Required work -
Your response should consist of every line below, reproduced without alteration.

The records -
-- Opening Marker --

//! Local filesystem blob store.
//!
//! Keys map directly onto paths under the configured root. Intended for
//! development and tests; production deployments use the S3 backend.

use async_trait::async_trait;
use std::path::{Path, PathBuf};
use std::time::Duration;

use crate::traits::{BlobStore, StorageError, StorageResult};

#[derive(Clone)]
pub struct LocalBlobStore {
    root: PathBuf,
    /// Base URL prepended to keys for presigned-style access, e.g. a local
    /// static file server. Presigning is a no-op for this backend.
    base_url: Option<String>,
}

impl LocalBlobStore {
    pub fn new(root: impl Into<PathBuf>, base_url: Option<String>) -> Self {
        Self {
            root: root.into(),
            base_url,
        }
    }

    /// Resolve a key to a path under the root, rejecting traversal.
    fn resolve(&self, key: &str) -> StorageResult<PathBuf> {
        if key.is_empty()
            || key.starts_with('/')
            || key.split('/').any(|seg| seg == ".." || seg == ".")
        {
            return Err(StorageError::InvalidKey(key.to_string()));
        }
        Ok(self.root.join(key))
    }
}

#[async_trait]
impl BlobStore for LocalBlobStore {
    async fn download(&self, key: &str) -> StorageResult<Vec<u8>> {
        let path = self.resolve(key)?;
        match tokio::fs::read(&path).await {
            Ok(data) => Ok(data),
            Err(e) if e.kind() == std::io::ErrorKind::NotFound => {
                Err(StorageError::NotFound(key.to_string()))
            }
            Err(e) => Err(StorageError::DownloadFailed(e.to_string())),
        }
    }

    async fn download_to(&self, key: &str, dest: &Path) -> StorageResult<u64> {
        let path = self.resolve(key)?;
        match tokio::fs::copy(&path, dest).await {
            Ok(n) => Ok(n),
            Err(e) if e.kind() == std::io::ErrorKind::NotFound => {
                Err(StorageError::NotFound(key.to_string()))
            }
            Err(e) => Err(StorageError::DownloadFailed(e.to_string())),
        }
    }

    async fn upload(&self, key: &str, data: Vec<u8>, _content_type: &str) -> StorageResult<()> {
        let path = self.resolve(key)?;
        if let Some(parent) = path.parent() {
            tokio::fs::create_dir_all(parent).await?;
        }
        tokio::fs::write(&path, data)
            .await
            .map_err(|e| StorageError::UploadFailed(e.to_string()))?;
        tracing::debug!(key = %key, "local blob written");
        Ok(())
    }

    async fn content_length(&self, key: &str) -> StorageResult<u64> {
        let path = self.resolve(key)?;
        match tokio::fs::metadata(&path).await {
            Ok(meta) => Ok(meta.len()),
            Err(e) if e.kind() == std::io::ErrorKind::NotFound => {
                Err(StorageError::NotFound(key.to_string()))
            }
            Err(e) => Err(e.into()),
        }
    }

    async fn exists(&self, key: &str) -> StorageResult<bool> {
        let path = self.resolve(key)?;
        Ok(tokio::fs::try_exists(&path).await?)
    }

    async fn delete(&self, key: &str) -> StorageResult<()> {
        let path = self.resolve(key)?;
        match tokio::fs::remove_file(&path).await {
            Ok(()) => Ok(()),
            Err(e) if e.kind() == std::io::ErrorKind::NotFound => Ok(()),
            Err(e) => Err(StorageError::DeleteFailed(e.to_string())),
        }
    }

    async fn presigned_get_url(&self, key: &str, _expires_in: Duration) -> StorageResult<String> {
        self.resolve(key)?;
        match &self.base_url {
            Some(base) => Ok(format!("{}/{}", base.trim_end_matches('/'), key)),
            None => Ok(format!("file://{}", self.root.join(key).display())),
        }
    }
}
//! Paperdock Core Library
//!
//! This crate provides the domain models, error types, configuration, and
//! constants shared across all paperdock components.

pub mod config;
pub mod constants;
pub mod ingest_error;
pub mod models;

// Re-export commonly used types
pub use config::Config;
pub use ingest_error::{IngestError, IngestResultExt};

-- Closing Marker --

Answer section -
//! Local filesystem blob store.
//!
//! Keys map directly onto paths under the configured root. Intended for
//! development and tests; production deployments use the S3 backend.

use async_trait::async_trait;
use std::path::{Path, PathBuf};
use std::time::Duration;

use crate::traits::{BlobStore, StorageError, StorageResult};

#[derive(Clone)]
pub struct LocalBlobStore {
    root: PathBuf,
    /// Base URL prepended to keys for presigned-style access, e.g. a local
    /// static file server. Presigning is a no-op for this backend.
    base_url: Option<String>,
}

impl LocalBlobStore {
    pub fn new(root: impl Into<PathBuf>, base_url: Option<String>) -> Self {
        Self {
            root: root.into(),
            base_url,
        }
    }

    /// Resolve a key to a path under the root, rejecting traversal.
    fn resolve(&self, key: &str) -> StorageResult<PathBuf> {
        if key.is_empty()
            || key.starts_with('/')
            || key.split('/').any(|seg| seg == ".." || seg == ".")
        {
            return Err(StorageError::InvalidKey(key.to_string()));
        }
        Ok(self.root.join(key))
    }
}

#[async_trait]
impl BlobStore for LocalBlobStore {
    async fn download(&self, key: &str) -> StorageResult<Vec<u8>> {
        let path = self.resolve(key)?;
        match tokio::fs::read(&path).await {
            Ok(data) => Ok(data),
            Err(e) if e.kind() == std::io::ErrorKind::NotFound => {
                Err(StorageError::NotFound(key.to_string()))
            }
            Err(e) => Err(StorageError::DownloadFailed(e.to_string())),
        }
    }

    async fn download_to(&self, key: &str, dest: &Path) -> StorageResult<u64> {
        let path = self.resolve(key)?;
        match tokio::fs::copy(&path, dest).await {
            Ok(n) => Ok(n),
            Err(e) if e.kind() == std::io::ErrorKind::NotFound => {
                Err(StorageError::NotFound(key.to_string()))
            }
            Err(e) => Err(StorageError::DownloadFailed(e.to_string())),
        }
    }

    async fn upload(&self, key: &str, data: Vec<u8>, _content_type: &str) -> StorageResult<()> {
        let path = self.resolve(key)?;
        if let Some(parent) = path.parent() {
            tokio::fs::create_dir_all(parent).await?;
        }
        tokio::fs::write(&path, data)
            .await
            .map_err(|e| StorageError::UploadFailed(e.to_string()))?;
        tracing::debug!(key = %key, "local blob written");
        Ok(())
    }

    async fn content_length(&self, key: &str) -> StorageResult<u64> {
        let path = self.resolve(key)?;
        match tokio::fs::metadata(&path).await {
            Ok(meta) => Ok(meta.len()),
            Err(e) if e.kind() == std::io::ErrorKind::NotFound => {
                Err(StorageError::NotFound(key.to_string()))
            }
            Err(e) => Err(e.into()),
        }
    }

    async fn exists(&self, key: &str) -> StorageResult<bool> {
        let path = self.resolve(key)?;
        Ok(tokio::fs::try_exists(&path).await?)
    }

    async fn delete(&self, key: &str) -> StorageResult<()> {
        let path = self.resolve(key)?;
        match tokio::fs::remove_file(&path).await {
            Ok(()) => Ok(()),
            Err(e) if e.kind() == std::io::ErrorKind::NotFound => Ok(()),
            Err(e) => Err(StorageError::DeleteFailed(e.to_string())),
        }
    }

    async fn presigned_get_url(&self, key: &str, _expires_in: Duration) -> StorageResult<String> {
        self.resolve(key)?;
        match &self.base_url {
            Some(base) => Ok(format!("{}/{}", base.trim_end_matches('/'), key)),
            None => Ok(format!("file://{}", self.root.join(key).display())),
        }
    }
}
//! Paperdock Core Library
//!
//! This crate provides the domain models, error types, configuration, and
//! constants shared across all paperdock components.

pub mod config;
pub mod constants;
pub mod ingest_error;
pub mod models;

// Re-export commonly used types
pub use config::Config;
pub use ingest_error::{IngestError, IngestResultExt};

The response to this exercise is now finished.